MATERIAL SUPPLIED:
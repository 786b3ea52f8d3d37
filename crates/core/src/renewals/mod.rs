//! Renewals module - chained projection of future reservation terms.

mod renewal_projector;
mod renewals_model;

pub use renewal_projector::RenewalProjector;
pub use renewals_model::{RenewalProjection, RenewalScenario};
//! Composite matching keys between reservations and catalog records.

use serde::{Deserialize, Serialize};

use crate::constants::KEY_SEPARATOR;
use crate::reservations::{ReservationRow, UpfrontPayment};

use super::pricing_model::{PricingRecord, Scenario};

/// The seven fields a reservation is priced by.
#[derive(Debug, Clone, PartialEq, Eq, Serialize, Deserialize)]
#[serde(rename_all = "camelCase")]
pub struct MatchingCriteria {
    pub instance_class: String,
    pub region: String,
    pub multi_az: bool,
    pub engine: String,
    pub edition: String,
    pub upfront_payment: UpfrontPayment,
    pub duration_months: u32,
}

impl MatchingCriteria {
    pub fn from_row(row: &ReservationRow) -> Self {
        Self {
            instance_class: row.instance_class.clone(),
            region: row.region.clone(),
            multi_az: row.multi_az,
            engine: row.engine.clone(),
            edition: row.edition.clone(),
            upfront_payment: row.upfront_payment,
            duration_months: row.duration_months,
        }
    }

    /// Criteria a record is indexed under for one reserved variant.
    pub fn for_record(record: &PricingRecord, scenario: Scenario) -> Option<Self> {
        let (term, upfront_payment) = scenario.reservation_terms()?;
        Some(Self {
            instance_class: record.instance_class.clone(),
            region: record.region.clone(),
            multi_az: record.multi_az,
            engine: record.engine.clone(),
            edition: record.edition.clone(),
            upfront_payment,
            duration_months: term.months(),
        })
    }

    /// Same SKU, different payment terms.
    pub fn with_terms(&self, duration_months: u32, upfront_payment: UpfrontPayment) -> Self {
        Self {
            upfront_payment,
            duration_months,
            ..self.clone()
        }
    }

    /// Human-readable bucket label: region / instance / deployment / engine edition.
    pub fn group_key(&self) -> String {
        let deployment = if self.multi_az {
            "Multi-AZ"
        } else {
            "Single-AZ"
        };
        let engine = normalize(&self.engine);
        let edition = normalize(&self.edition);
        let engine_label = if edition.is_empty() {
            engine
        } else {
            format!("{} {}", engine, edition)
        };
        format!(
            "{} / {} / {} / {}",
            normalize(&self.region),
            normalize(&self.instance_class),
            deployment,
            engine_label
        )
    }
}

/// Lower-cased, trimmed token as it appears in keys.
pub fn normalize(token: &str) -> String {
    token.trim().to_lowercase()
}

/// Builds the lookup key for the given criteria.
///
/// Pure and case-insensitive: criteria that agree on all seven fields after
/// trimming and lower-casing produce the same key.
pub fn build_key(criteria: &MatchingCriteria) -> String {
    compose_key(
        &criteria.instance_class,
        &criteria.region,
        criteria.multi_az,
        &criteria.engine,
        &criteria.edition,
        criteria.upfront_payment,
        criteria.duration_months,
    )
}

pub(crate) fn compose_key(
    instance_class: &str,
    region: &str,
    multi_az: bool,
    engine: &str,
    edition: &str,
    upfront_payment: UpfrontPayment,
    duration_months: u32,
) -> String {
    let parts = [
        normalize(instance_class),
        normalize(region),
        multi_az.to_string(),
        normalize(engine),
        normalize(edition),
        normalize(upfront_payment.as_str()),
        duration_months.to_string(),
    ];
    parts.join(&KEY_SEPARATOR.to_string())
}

BRIEF: Generate an exact reproduction of all entries.

RESULT OF THIS EXERCISE:
repository 786b3ea52f8d3d37
filename crates/core/src/renewals/mod.rs
//! Renewals module - chained projection of future reservation terms.

mod renewal_projector;
mod renewals_model;

pub use renewal_projector::RenewalProjector;
pub use renewals_model::{RenewalProjection, RenewalScenario};
//! Composite matching keys between reservations and catalog records.

use serde::{Deserialize, Serialize};

use crate::constants::KEY_SEPARATOR;
use crate::reservations::{ReservationRow, UpfrontPayment};

use super::pricing_model::{PricingRecord, Scenario};

/// The seven fields a reservation is priced by.
#[derive(Debug, Clone, PartialEq, Eq, Serialize, Deserialize)]
#[serde(rename_all = "camelCase")]
pub struct MatchingCriteria {
    pub instance_class: String,
    pub region: String,
    pub multi_az: bool,
    pub engine: String,
    pub edition: String,
    pub upfront_payment: UpfrontPayment,
    pub duration_months: u32,
}

impl MatchingCriteria {
    pub fn from_row(row: &ReservationRow) -> Self {
        Self {
            instance_class: row.instance_class.clone(),
            region: row.region.clone(),
            multi_az: row.multi_az,
            engine: row.engine.clone(),
            edition: row.edition.clone(),
            upfront_payment: row.upfront_payment,
            duration_months: row.duration_months,
        }
    }

    /// Criteria a record is indexed under for one reserved variant.
    pub fn for_record(record: &PricingRecord, scenario: Scenario) -> Option<Self> {
        let (term, upfront_payment) = scenario.reservation_terms()?;
        Some(Self {
            instance_class: record.instance_class.clone(),
            region: record.region.clone(),
            multi_az: record.multi_az,
            engine: record.engine.clone(),
            edition: record.edition.clone(),
            upfront_payment,
            duration_months: term.months(),
        })
    }

    /// Same SKU, different payment terms.
    pub fn with_terms(&self, duration_months: u32, upfront_payment: UpfrontPayment) -> Self {
        Self {
            upfront_payment,
            duration_months,
            ..self.clone()
        }
    }

    /// Human-readable bucket label: region / instance / deployment / engine edition.
    pub fn group_key(&self) -> String {
        let deployment = if self.multi_az {
            "Multi-AZ"
        } else {
            "Single-AZ"
        };
        let engine = normalize(&self.engine);
        let edition = normalize(&self.edition);
        let engine_label = if edition.is_empty() {
            engine
        } else {
            format!("{} {}", engine, edition)
        };
        format!(
            "{} / {} / {} / {}",
            normalize(&self.region),
            normalize(&self.instance_class),
            deployment,
            engine_label
        )
    }
}

/// Lower-cased, trimmed token as it appears in keys.
pub fn normalize(token: &str) -> String {
    token.trim().to_lowercase()
}

/// Builds the lookup key for the given criteria.
///
/// Pure and case-insensitive: criteria that agree on all seven fields after
/// trimming and lower-casing produce the same key.
pub fn build_key(criteria: &MatchingCriteria) -> String {
    compose_key(
        &criteria.instance_class,
        &criteria.region,
        criteria.multi_az,
        &criteria.engine,
        &criteria.edition,
        criteria.upfront_payment,
        criteria.duration_months,
    )
}

pub(crate) fn compose_key(
    instance_class: &str,
    region: &str,
    multi_az: bool,
    engine: &str,
    edition: &str,
    upfront_payment: UpfrontPayment,
    duration_months: u32,
) -> String {
    let parts = [
        normalize(instance_class),
        normalize(region),
        multi_az.to_string(),
        normalize(engine),
        normalize(edition),
        normalize(upfront_payment.as_str()),
        duration_months.to_string(),
    ];
    parts.join(&KEY_SEPARATOR.to_string())
}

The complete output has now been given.